The records START

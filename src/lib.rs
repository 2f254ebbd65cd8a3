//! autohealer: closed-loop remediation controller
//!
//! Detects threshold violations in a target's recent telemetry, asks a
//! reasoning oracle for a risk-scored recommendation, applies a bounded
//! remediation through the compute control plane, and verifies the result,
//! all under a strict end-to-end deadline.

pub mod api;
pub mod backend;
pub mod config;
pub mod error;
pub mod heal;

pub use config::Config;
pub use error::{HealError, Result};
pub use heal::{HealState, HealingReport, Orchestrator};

The records END
The records START

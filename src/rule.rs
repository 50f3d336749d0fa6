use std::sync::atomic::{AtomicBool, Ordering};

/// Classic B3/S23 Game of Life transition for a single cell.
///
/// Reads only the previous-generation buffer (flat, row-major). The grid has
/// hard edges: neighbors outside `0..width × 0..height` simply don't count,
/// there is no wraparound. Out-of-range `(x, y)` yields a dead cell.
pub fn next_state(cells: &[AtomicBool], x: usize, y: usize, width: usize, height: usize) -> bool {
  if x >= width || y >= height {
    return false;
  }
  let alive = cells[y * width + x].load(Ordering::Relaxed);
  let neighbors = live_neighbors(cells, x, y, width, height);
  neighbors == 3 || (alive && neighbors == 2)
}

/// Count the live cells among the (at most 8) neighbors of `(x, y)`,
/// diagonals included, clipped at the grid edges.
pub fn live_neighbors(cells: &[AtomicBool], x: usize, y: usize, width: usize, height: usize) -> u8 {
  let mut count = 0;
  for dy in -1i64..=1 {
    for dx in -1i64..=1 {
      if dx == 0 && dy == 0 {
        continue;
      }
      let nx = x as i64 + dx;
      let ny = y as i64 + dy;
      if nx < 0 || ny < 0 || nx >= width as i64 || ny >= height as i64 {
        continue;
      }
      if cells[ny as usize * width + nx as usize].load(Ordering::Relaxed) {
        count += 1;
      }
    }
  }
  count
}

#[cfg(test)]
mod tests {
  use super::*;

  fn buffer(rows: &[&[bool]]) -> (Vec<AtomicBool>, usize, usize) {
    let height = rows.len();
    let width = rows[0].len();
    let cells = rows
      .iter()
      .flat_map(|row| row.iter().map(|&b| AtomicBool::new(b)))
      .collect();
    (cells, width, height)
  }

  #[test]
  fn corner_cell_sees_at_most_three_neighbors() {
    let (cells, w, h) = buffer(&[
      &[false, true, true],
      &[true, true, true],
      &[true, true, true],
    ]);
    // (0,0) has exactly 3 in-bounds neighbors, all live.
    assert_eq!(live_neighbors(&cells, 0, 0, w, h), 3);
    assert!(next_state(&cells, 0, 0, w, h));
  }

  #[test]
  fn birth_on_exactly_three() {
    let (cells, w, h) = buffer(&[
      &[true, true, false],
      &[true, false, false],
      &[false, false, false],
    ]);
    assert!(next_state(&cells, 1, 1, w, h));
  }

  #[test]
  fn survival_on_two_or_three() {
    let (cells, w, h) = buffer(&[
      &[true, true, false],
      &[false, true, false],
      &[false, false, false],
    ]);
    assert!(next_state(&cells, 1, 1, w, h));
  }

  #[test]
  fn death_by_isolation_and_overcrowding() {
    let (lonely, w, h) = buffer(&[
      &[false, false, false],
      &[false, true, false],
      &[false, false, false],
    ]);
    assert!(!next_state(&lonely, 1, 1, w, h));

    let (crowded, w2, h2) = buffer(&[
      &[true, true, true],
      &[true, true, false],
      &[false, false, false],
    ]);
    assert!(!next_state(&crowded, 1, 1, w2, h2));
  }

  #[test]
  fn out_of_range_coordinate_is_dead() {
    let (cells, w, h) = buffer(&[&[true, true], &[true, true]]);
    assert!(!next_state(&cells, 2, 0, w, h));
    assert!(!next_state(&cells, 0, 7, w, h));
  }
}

The records END

## Goal of the exercise
Now copy each line of the entries that mentions "filename".

## Exercise answer
filename src/lib.rs
filename src/rule.rs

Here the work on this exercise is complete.